▶ _WORK ORDER_
Return each line in the records below that includes "must".

▶ _DATA EXCERPTS_
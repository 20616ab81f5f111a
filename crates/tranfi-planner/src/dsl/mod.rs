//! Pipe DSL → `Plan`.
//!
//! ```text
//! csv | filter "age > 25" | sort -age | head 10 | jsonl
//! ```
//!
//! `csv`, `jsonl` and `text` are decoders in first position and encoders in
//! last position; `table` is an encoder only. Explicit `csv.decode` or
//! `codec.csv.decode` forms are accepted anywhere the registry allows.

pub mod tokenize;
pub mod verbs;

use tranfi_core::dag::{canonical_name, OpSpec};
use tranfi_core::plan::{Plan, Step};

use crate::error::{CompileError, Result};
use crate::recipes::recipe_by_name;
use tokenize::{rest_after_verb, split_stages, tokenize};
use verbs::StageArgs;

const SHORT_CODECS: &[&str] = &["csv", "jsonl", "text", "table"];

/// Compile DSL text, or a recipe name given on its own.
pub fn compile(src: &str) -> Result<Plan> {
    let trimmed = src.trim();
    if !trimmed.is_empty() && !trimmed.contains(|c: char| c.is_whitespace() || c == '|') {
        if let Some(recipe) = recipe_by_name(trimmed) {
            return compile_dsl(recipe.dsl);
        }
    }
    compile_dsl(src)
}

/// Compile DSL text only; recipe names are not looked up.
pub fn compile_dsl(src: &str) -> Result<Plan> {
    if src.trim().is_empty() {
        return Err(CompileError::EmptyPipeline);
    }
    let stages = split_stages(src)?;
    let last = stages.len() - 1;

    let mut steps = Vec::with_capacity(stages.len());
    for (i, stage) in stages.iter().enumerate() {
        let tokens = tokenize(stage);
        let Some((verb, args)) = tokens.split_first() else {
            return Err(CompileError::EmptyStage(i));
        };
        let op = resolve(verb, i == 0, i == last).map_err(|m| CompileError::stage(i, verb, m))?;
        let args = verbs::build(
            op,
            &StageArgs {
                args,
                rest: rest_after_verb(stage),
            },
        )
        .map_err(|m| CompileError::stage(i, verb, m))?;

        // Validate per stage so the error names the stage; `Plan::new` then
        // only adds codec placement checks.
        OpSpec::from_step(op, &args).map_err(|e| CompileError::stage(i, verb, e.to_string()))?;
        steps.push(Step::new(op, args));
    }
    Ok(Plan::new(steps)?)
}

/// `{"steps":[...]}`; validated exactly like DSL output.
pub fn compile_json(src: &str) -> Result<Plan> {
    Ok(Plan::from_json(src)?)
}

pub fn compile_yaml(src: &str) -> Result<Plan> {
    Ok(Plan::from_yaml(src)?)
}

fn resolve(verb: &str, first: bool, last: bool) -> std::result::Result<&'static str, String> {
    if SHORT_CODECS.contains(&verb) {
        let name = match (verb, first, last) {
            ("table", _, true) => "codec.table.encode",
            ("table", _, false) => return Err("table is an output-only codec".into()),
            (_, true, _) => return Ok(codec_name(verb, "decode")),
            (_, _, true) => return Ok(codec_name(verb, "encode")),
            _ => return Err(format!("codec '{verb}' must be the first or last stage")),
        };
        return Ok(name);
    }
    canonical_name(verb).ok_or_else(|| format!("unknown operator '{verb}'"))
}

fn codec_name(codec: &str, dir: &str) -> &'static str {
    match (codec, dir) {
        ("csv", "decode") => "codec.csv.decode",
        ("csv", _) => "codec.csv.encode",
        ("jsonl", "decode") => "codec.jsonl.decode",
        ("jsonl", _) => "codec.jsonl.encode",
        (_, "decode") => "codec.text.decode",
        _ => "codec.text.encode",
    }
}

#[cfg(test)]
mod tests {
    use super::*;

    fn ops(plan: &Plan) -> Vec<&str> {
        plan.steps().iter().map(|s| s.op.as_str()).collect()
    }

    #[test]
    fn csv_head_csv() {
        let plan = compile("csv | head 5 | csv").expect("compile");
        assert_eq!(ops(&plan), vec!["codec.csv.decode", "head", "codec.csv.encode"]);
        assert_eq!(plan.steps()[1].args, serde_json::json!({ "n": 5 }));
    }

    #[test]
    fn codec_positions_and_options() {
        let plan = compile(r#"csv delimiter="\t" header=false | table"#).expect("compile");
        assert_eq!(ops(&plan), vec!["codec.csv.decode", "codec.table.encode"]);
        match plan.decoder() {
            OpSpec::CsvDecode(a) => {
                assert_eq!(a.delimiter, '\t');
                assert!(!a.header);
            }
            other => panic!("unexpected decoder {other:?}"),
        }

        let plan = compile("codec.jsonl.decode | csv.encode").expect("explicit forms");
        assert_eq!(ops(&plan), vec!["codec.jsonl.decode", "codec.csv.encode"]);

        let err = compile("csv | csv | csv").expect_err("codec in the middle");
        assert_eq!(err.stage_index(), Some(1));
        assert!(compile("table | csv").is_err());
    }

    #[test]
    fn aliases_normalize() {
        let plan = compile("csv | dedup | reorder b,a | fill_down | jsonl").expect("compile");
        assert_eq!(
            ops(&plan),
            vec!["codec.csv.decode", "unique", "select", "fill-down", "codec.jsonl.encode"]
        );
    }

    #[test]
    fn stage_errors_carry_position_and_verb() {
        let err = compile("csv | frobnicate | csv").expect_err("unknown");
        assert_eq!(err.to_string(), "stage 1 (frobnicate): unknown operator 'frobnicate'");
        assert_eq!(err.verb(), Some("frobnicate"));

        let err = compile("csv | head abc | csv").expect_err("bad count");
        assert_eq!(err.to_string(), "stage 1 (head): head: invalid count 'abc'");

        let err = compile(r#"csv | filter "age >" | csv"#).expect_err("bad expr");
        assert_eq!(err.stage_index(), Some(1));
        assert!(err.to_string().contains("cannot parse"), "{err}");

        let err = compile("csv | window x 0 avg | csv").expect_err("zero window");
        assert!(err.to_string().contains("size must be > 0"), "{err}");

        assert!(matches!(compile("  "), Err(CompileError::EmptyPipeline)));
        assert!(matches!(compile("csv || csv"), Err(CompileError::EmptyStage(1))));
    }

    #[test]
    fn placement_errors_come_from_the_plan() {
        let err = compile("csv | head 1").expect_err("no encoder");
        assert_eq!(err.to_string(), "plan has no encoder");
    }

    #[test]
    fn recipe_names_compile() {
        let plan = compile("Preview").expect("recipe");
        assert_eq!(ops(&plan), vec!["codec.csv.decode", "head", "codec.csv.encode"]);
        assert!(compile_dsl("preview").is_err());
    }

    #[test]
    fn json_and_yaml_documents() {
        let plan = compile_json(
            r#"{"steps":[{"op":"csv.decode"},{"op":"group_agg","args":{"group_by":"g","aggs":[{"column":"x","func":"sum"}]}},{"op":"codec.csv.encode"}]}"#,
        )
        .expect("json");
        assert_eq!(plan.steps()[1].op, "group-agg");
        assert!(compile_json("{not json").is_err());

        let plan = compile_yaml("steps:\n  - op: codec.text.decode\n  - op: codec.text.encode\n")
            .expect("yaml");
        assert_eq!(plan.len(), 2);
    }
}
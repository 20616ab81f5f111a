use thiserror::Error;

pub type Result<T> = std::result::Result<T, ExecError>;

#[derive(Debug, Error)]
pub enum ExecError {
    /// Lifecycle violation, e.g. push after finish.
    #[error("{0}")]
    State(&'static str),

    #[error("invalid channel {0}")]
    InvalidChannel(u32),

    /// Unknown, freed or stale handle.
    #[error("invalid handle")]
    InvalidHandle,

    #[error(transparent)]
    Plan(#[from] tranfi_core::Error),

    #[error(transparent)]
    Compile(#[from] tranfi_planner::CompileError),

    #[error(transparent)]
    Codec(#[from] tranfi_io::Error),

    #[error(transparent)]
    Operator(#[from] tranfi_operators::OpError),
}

▶ _EXERCISE RESPONSE_
            _ => return Err(format!("codec '{verb}' must be the first or last stage")),
        assert!(err.to_string().contains("size must be > 0"), "{err}");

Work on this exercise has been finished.